Bodega Bay's Fire Protection District, facing a severe financial crisis, has three board seats being contested amid charges that the incumbent board has responded inadequately to the budget problems. Constance Clover, Charlie Bone and Dave Kruppa are challenging Maggie Briare, Tony Anello and Barbara McElhiney.
Both districts have fewer than 1,000 registered voters — which has perhaps amplified the volume of their respective contests.
"These smaller districts, they're very intimate, everybody tends to know the board members, the opponents, and everybody's interested," said Brian Sobel, a Petaluma-based political consultant.
The Graton campaign especially took a nasty turn with allegations being traded of vandalism and illegal campaigning and emotions spilling over at community forums.
At stake potentially is control of the district's new $11.5 million wastewater treatment plant.

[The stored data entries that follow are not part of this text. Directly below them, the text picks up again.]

//! Queue store integration tests
//!
//! Walks the store through real listening scenarios: building a queue,
//! playing it out, mutating it mid-playback, and exercising the shuffle
//! and repeat edges.

use std::collections::HashSet;
use std::time::Duration;
use tuner_playback::{MediaDirective, QueueStore, RepeatMode, Track};

// ===== Test Helpers =====

fn track(id: &str) -> Track {
    Track::new(
        id,
        format!("Track {id}"),
        "Test Artist",
        format!("/stream/{id}"),
        format!("/art/{id}"),
    )
}

fn load_target(directive: &MediaDirective) -> Option<&str> {
    match directive {
        MediaDirective::LoadAndPlay(track) => Some(track.id.as_str()),
        _ => None,
    }
}

// ===== Playing a queue to exhaustion =====

#[test]
fn play_next_queue_plays_out_and_stops() {
    let mut store = QueueStore::default();

    // Build [A, B] from an empty queue: A starts immediately
    let directive = store.play_next(vec![track("a"), track("b")]);
    assert_eq!(load_target(&directive), Some("a"));
    assert_eq!(store.current_index(), Some(0));
    assert_eq!(
        store.tracks().iter().map(|t| t.id.as_str()).collect::<Vec<_>>(),
        vec!["a", "b"]
    );

    // A ends naturally: B loads
    let directive = store.on_track_ended();
    assert_eq!(load_target(&directive), Some("b"));
    assert_eq!(store.current_index(), Some(1));

    // B ends with repeat off: nothing loads, cursor stays put
    assert_eq!(store.on_track_ended(), MediaDirective::None);
    assert_eq!(store.current_index(), Some(1));
}

#[test]
fn repeat_all_wraps_at_exhaustion() {
    let mut store = QueueStore::new(false, RepeatMode::All);
    store.play_all(vec![track("a"), track("b")], 1);

    let directive = store.on_track_ended();
    assert_eq!(load_target(&directive), Some("a"));
    assert_eq!(store.current_index(), Some(0));
}

#[test]
fn repeat_one_replays_without_consuming_a_step() {
    let mut store = QueueStore::new(true, RepeatMode::One);
    store.play_all(vec![track("a"), track("b"), track("c")], 0);
    let position_before = store.shuffle_position();

    assert_eq!(store.on_track_ended(), MediaDirective::RestartCurrent);
    assert_eq!(store.current_index(), Some(0));
    assert_eq!(store.shuffle_position(), position_before);
}

// ===== Shuffle pass lifecycle =====

#[test]
fn shuffle_pass_visits_every_track_once() {
    let mut store = QueueStore::new(true, RepeatMode::Off);
    store.play_all(
        vec![track("a"), track("b"), track("c"), track("d")],
        0,
    );

    let mut visited = vec![store.current_index().unwrap()];
    loop {
        match store.advance() {
            MediaDirective::LoadAndPlay(_) => {
                visited.push(store.current_index().unwrap());
            }
            MediaDirective::None => break,
            other => panic!("unexpected directive: {other:?}"),
        }
    }

    assert_eq!(visited.len(), 4);
    let unique: HashSet<usize> = visited.iter().copied().collect();
    assert_eq!(unique.len(), 4, "a shuffle pass repeated a track");
}

#[test]
fn repeat_all_starts_fresh_shuffle_pass() {
    let mut store = QueueStore::new(true, RepeatMode::All);
    store.play_all(vec![track("a"), track("b"), track("c")], 0);

    store.advance();
    store.advance();
    assert_eq!(store.shuffle_position(), Some(2));

    // Exhausting the pass regenerates instead of stopping
    let directive = store.advance();
    assert!(matches!(directive, MediaDirective::LoadAndPlay(_)));
    assert_eq!(store.shuffle_position(), Some(0));
    assert_eq!(
        store.current_index(),
        Some(store.shuffle_order().unwrap()[0])
    );
}

#[test]
fn removal_mid_shuffle_keeps_current_pinned() {
    // B is playing with shuffle on; dropping C must not change what is
    // playing or what plays next from the listener's point of view.
    let mut store = QueueStore::default();
    store.play_all(vec![track("a"), track("b"), track("c")], 1);
    store.toggle_shuffle();
    assert_eq!(store.shuffle_order().unwrap()[0], 1);

    let removed = store.remove(2).unwrap();
    assert_eq!(removed.id, "c");

    let order = store.shuffle_order().unwrap();
    assert_eq!(order.len(), 2);
    let values: HashSet<usize> = order.iter().copied().collect();
    assert_eq!(values, HashSet::from([0, 1]));

    let position = store.shuffle_position().unwrap();
    assert_eq!(order[position], store.current_index().unwrap());
    assert_eq!(store.current_track().unwrap().id, "b");
}

#[test]
fn toggling_shuffle_off_resumes_queue_order() {
    let mut store = QueueStore::default();
    store.play_all(vec![track("a"), track("b"), track("c")], 0);

    store.toggle_shuffle();
    store.toggle_shuffle();
    assert!(!store.shuffle_enabled());

    // Navigation is back to plain queue order from the current index
    let directive = store.advance();
    assert_eq!(load_target(&directive), Some("b"));
}

// ===== Previous-button semantics =====

#[test]
fn previous_late_in_track_always_restarts() {
    for (shuffle, repeat) in [
        (false, RepeatMode::Off),
        (false, RepeatMode::All),
        (true, RepeatMode::One),
    ] {
        let mut store = QueueStore::new(shuffle, repeat);
        store.play_all(vec![track("a"), track("b")], 1);

        let directive = store.retreat(Duration::from_secs(4));
        assert_eq!(directive, MediaDirective::RestartCurrent);
        assert_eq!(store.current_index(), Some(1));
    }
}

#[test]
fn previous_early_steps_back_then_restarts_at_front() {
    let mut store = QueueStore::default();
    store.play_all(vec![track("a"), track("b")], 1);

    let directive = store.retreat(Duration::from_secs(1));
    assert_eq!(load_target(&directive), Some("a"));

    // Already at the first position: restart rather than wrap
    let directive = store.retreat(Duration::from_secs(1));
    assert_eq!(directive, MediaDirective::RestartCurrent);
    assert_eq!(store.current_index(), Some(0));
}

// ===== Explicit queue interplay =====

#[test]
fn row_click_inserts_into_explicit_queue() {
    let mut store = QueueStore::default();
    store.play_next(vec![track("a"), track("b")]);

    // With an explicit queue, clicking a row inserts instead of replacing
    let directive = store.play_single(track("c"));
    assert_eq!(load_target(&directive), Some("c"));
    assert_eq!(
        store.tracks().iter().map(|t| t.id.as_str()).collect::<Vec<_>>(),
        vec!["a", "c", "b"]
    );

    // Draining the queue does not flip back to ambient mode
    store.on_track_ended();
    store.on_track_ended();
    assert!(store.is_explicit());

    // Only clear() resets to ambient
    store.clear();
    assert!(!store.is_explicit());
    let directive = store.play_single(track("d"));
    assert_eq!(load_target(&directive), Some("d"));
    assert_eq!(store.len(), 1);
}

#[test]
fn cycle_repeat_three_times_returns_to_start() {
    let mut store = QueueStore::default();
    let original = store.repeat();

    store.cycle_repeat();
    store.cycle_repeat();
    store.cycle_repeat();
    assert_eq!(store.repeat(), original);
}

Challengers D'Lil and Coleman have said they want to explore hiring a staff manager for the plant. That could displace the current general manager, Santa Rosa Junior College instructor Bob Rawson, who runs the plant as a contractor for $70 an hour.

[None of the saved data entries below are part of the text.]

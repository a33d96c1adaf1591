//! Queue store
//!
//! The single owner of the playback queue, the now-playing cursor, the
//! ambient/explicit mode flag, the shuffle permutation, and the repeat mode.
//! Every mutation runs synchronously to completion and keeps all of these
//! mutually consistent; malformed input degrades to a no-op, never an error.
//!
//! Invariants:
//! - `current.is_none()` exactly when the queue is empty
//! - while shuffle is enabled, `order` is a permutation of the live index
//!   range and `order[position] == current` whenever a track is loaded

use crate::shuffle;
use crate::types::{RepeatMode, Track};
use std::time::Duration;

/// Elapsed playback beyond which "previous" restarts the current track
/// instead of stepping back
const RESTART_THRESHOLD: Duration = Duration::from_secs(3);

/// What the coordinator must do to the media element after a mutation
#[derive(Debug, Clone, PartialEq, Eq)]
pub enum MediaDirective {
    /// Nothing to do; the loaded track is unaffected
    None,

    /// Load this track and start playback
    LoadAndPlay(Track),

    /// Seek the loaded track to zero and play
    RestartCurrent,

    /// Stop playback and drop the loaded track
    Unload,
}

/// Position in the shuffle permutation
///
/// Exists only while shuffle is enabled. `order` spans the whole queue and
/// is redrawn on every queue-topology change.
#[derive(Debug, Clone)]
struct ShuffleCursor {
    order: Vec<usize>,
    position: usize,
}

/// Ordered track queue with its playback cursor
///
/// Insertion order is the playback order when shuffle is off. The same
/// track id may appear at several positions; all indexing is positional.
#[derive(Debug, Clone)]
pub struct QueueStore {
    tracks: Vec<Track>,
    current: Option<usize>,
    explicit: bool,
    repeat: RepeatMode,
    shuffle: Option<ShuffleCursor>,
}

impl QueueStore {
    /// Create an empty store with restored shuffle/repeat preferences
    pub fn new(shuffle_enabled: bool, repeat: RepeatMode) -> Self {
        Self {
            tracks: Vec::new(),
            current: None,
            explicit: false,
            repeat,
            shuffle: shuffle_enabled.then(|| ShuffleCursor {
                order: Vec::new(),
                position: 0,
            }),
        }
    }

    // ===== Queue Mutation =====

    /// Play one track from a row click
    ///
    /// Ambient mode replaces the queue wholesale; with an explicit queue the
    /// track is inserted right after the current one and becomes current.
    pub fn play_single(&mut self, track: Track) -> MediaDirective {
        if self.explicit && !self.tracks.is_empty() {
            let at = self.current.map_or(0, |c| c + 1);
            self.tracks.insert(at, track.clone());
            self.current = Some(at);
            self.redraw_shuffle(false);
        } else {
            self.tracks = vec![track.clone()];
            self.current = Some(0);
            self.redraw_shuffle(true);
        }
        MediaDirective::LoadAndPlay(track)
    }

    /// Insert tracks right after the current one ("play next")
    ///
    /// Marks the queue explicit. Starts playback only when the queue was
    /// empty; otherwise the current track keeps playing in place.
    pub fn play_next(&mut self, tracks: Vec<Track>) -> MediaDirective {
        if tracks.is_empty() {
            return MediaDirective::None;
        }
        self.explicit = true;
        if self.tracks.is_empty() {
            self.tracks = tracks;
            self.current = Some(0);
            self.redraw_shuffle(true);
            MediaDirective::LoadAndPlay(self.tracks[0].clone())
        } else {
            let at = self.current.map_or(0, |c| c + 1);
            self.tracks.splice(at..at, tracks);
            self.redraw_shuffle(false);
            MediaDirective::None
        }
    }

    /// Append tracks at the end of the queue ("add to queue")
    pub fn add_to_queue(&mut self, tracks: Vec<Track>) -> MediaDirective {
        if tracks.is_empty() {
            return MediaDirective::None;
        }
        self.explicit = true;
        if self.tracks.is_empty() {
            self.tracks = tracks;
            self.current = Some(0);
            self.redraw_shuffle(true);
            MediaDirective::LoadAndPlay(self.tracks[0].clone())
        } else {
            self.tracks.extend(tracks);
            self.redraw_shuffle(false);
            MediaDirective::None
        }
    }

    /// Replace the queue with a whole listing and start at `start_index`
    /// ("play all" / clicking row N of a list)
    pub fn play_all(&mut self, tracks: Vec<Track>, start_index: usize) -> MediaDirective {
        if tracks.is_empty() || start_index >= tracks.len() {
            return MediaDirective::None;
        }
        self.explicit = true;
        self.tracks = tracks;
        self.current = Some(start_index);
        self.redraw_shuffle(true);
        MediaDirective::LoadAndPlay(self.tracks[start_index].clone())
    }

    /// Remove the track at `index`
    ///
    /// The currently playing track may never be removed here; callers
    /// needing that must clear the queue or advance first. Returns the
    /// removed track, or `None` when nothing changed.
    pub fn remove(&mut self, index: usize) -> Option<Track> {
        if index >= self.tracks.len() || Some(index) == self.current {
            return None;
        }
        let removed = self.tracks.remove(index);
        if let Some(c) = self.current {
            if index < c {
                self.current = Some(c - 1);
            }
        }
        self.redraw_shuffle(false);
        Some(removed)
    }

    /// Move one track from `old_index` to `new_index`
    ///
    /// Standard splice-move. The cursor follows the moved track when it is
    /// the current one, and shifts by one when the move crosses it. Returns
    /// whether anything changed.
    pub fn reorder(&mut self, old_index: usize, new_index: usize) -> bool {
        let len = self.tracks.len();
        if old_index >= len || new_index >= len || old_index == new_index {
            return false;
        }
        let track = self.tracks.remove(old_index);
        self.tracks.insert(new_index, track);

        if let Some(c) = self.current {
            self.current = Some(if old_index == c {
                new_index
            } else if old_index < c && new_index >= c {
                c - 1
            } else if old_index > c && new_index <= c {
                c + 1
            } else {
                c
            });
        }
        self.redraw_shuffle(false);
        true
    }

    /// Reset to the empty, idle state
    ///
    /// Drops the queue and cursor and returns to ambient mode. The shuffle
    /// *enabled* flag survives (it is a persisted preference); the order it
    /// spanned does not.
    pub fn clear(&mut self) -> MediaDirective {
        self.tracks.clear();
        self.current = None;
        self.explicit = false;
        if let Some(cursor) = &mut self.shuffle {
            cursor.order.clear();
            cursor.position = 0;
        }
        MediaDirective::Unload
    }

    // ===== Navigation =====

    /// Step to the next track in playback order
    ///
    /// At the end of the pass, repeat-all wraps (shuffle off) or starts a
    /// fresh permutation (shuffle on); otherwise the cursor stays on the
    /// last track and playback stops.
    pub fn advance(&mut self) -> MediaDirective {
        if self.tracks.is_empty() {
            return MediaDirective::None;
        }
        let len = self.tracks.len();
        let next = match self.shuffle.as_mut() {
            Some(cursor) => {
                if cursor.position + 1 < cursor.order.len() {
                    cursor.position += 1;
                    Some(cursor.order[cursor.position])
                } else if self.repeat == RepeatMode::All {
                    cursor.order = shuffle::generate(len);
                    cursor.position = 0;
                    cursor.order.first().copied()
                } else {
                    None
                }
            }
            None => match self.current {
                Some(c) if c + 1 < len => Some(c + 1),
                Some(_) if self.repeat == RepeatMode::All => Some(0),
                _ => None,
            },
        };
        match next {
            Some(index) => {
                self.current = Some(index);
                MediaDirective::LoadAndPlay(self.tracks[index].clone())
            }
            None => MediaDirective::None,
        }
    }

    /// Step to the previous track in playback order
    ///
    /// More than three seconds in, "previous" restarts the current track
    /// instead of changing tracks. At the first playback position it also
    /// restarts rather than wrapping.
    pub fn retreat(&mut self, elapsed: Duration) -> MediaDirective {
        if self.tracks.is_empty() {
            return MediaDirective::None;
        }
        if elapsed > RESTART_THRESHOLD {
            return MediaDirective::RestartCurrent;
        }
        let prev = match self.shuffle.as_mut() {
            Some(cursor) => {
                if cursor.position > 0 && !cursor.order.is_empty() {
                    cursor.position -= 1;
                    Some(cursor.order[cursor.position])
                } else {
                    None
                }
            }
            None => match self.current {
                Some(c) if c > 0 => Some(c - 1),
                _ => None,
            },
        };
        match prev {
            Some(index) => {
                self.current = Some(index);
                MediaDirective::LoadAndPlay(self.tracks[index].clone())
            }
            None => MediaDirective::RestartCurrent,
        }
    }

    /// Natural end of the loaded track
    ///
    /// Repeat-one restarts in place without consuming a shuffle or queue
    /// step; every other mode behaves exactly like `advance`.
    pub fn on_track_ended(&mut self) -> MediaDirective {
        if self.repeat == RepeatMode::One && self.current.is_some() {
            MediaDirective::RestartCurrent
        } else {
            self.advance()
        }
    }

    // ===== Shuffle / Repeat =====

    /// Flip shuffle on or off; returns the new state
    ///
    /// Enabling pins the current index to the front of a fresh permutation
    /// so the listener hears no jump. Disabling discards the permutation
    /// and navigation falls back to queue order.
    pub fn toggle_shuffle(&mut self) -> bool {
        if self.shuffle.take().is_some() {
            false
        } else {
            let mut order = shuffle::generate(self.tracks.len());
            if let Some(current) = self.current {
                shuffle::pin(&mut order, 0, current);
            }
            self.shuffle = Some(ShuffleCursor { order, position: 0 });
            true
        }
    }

    /// Advance the repeat mode (off -> all -> one -> off); returns the new mode
    pub fn cycle_repeat(&mut self) -> RepeatMode {
        self.repeat = self.repeat.cycle();
        self.repeat
    }

    // ===== Accessors =====

    /// All queued tracks in stored (non-shuffled) order
    pub fn tracks(&self) -> &[Track] {
        &self.tracks
    }

    /// Index of the now-playing track, if any
    pub fn current_index(&self) -> Option<usize> {
        self.current
    }

    /// The now-playing track, if any
    pub fn current_track(&self) -> Option<&Track> {
        self.current.and_then(|c| self.tracks.get(c))
    }

    /// Number of queued tracks
    pub fn len(&self) -> usize {
        self.tracks.len()
    }

    /// Check if the queue is empty
    pub fn is_empty(&self) -> bool {
        self.tracks.is_empty()
    }

    /// Whether the queue was user-assembled (play-next / add-to-queue /
    /// play-all) rather than ambient single-row playback
    pub fn is_explicit(&self) -> bool {
        self.explicit
    }

    /// Whether shuffle is enabled
    pub fn shuffle_enabled(&self) -> bool {
        self.shuffle.is_some()
    }

    /// The live shuffle permutation, when shuffle is enabled
    pub fn shuffle_order(&self) -> Option<&[usize]> {
        self.shuffle.as_ref().map(|cursor| cursor.order.as_slice())
    }

    /// Position within the shuffle permutation, when shuffle is enabled
    pub fn shuffle_position(&self) -> Option<usize> {
        self.shuffle.as_ref().map(|cursor| cursor.position)
    }

    /// Current repeat mode
    pub fn repeat(&self) -> RepeatMode {
        self.repeat
    }

    // ===== Internal =====

    /// Redraw the shuffle permutation after a queue mutation
    ///
    /// A fresh Fisher-Yates draw over the new index range, with the current
    /// index re-pinned at the shuffle position so the mutation never changes
    /// what plays next. Wholesale queue loads restart the pass at the front.
    fn redraw_shuffle(&mut self, restart_pass: bool) {
        let len = self.tracks.len();
        if let Some(cursor) = &mut self.shuffle {
            cursor.order = shuffle::generate(len);
            cursor.position = if restart_pass {
                0
            } else {
                cursor.position.min(len.saturating_sub(1))
            };
            if let Some(current) = self.current {
                shuffle::pin(&mut cursor.order, cursor.position, current);
            }
        }
    }
}

impl Default for QueueStore {
    fn default() -> Self {
        Self::new(false, RepeatMode::Off)
    }
}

The Graton services district has 795 registered voters and 550 houses that are served by the treatment plant. Of 539 mail ballots, 201 have been returned.
"Ithink you get closer to a 50 percent turnout in these smaller districts because people just know who all these people are and are familiar with the issues," Sobel said.
In Rohnert Park, though, where there has been no discernible opposition to Measure A, 4,484 out of 12,116 mail ballots have been returned, according to the Sonoma County Registrar of Voters, probably indicating a lower turnout Tuesday, Sobel said,
He said he thinks that's because the sales tax is in place already and there is nothing else on the city ballot to draw voters out.
"It's a stand-alone issue and nothing other than that issue compels people to vote," he said.
The Rohnert Park tax raises about $3 million annually for the city's general fund. City leaders have said if they don't get it extended they will have to look at cutting services. The tax was originally supposed to end in 2015.
Two seats are open on the Shoreline Unified School District Board. Incumbents Timothy Kehoe and James Lino are running and Avito Miranda is challenging for a seat.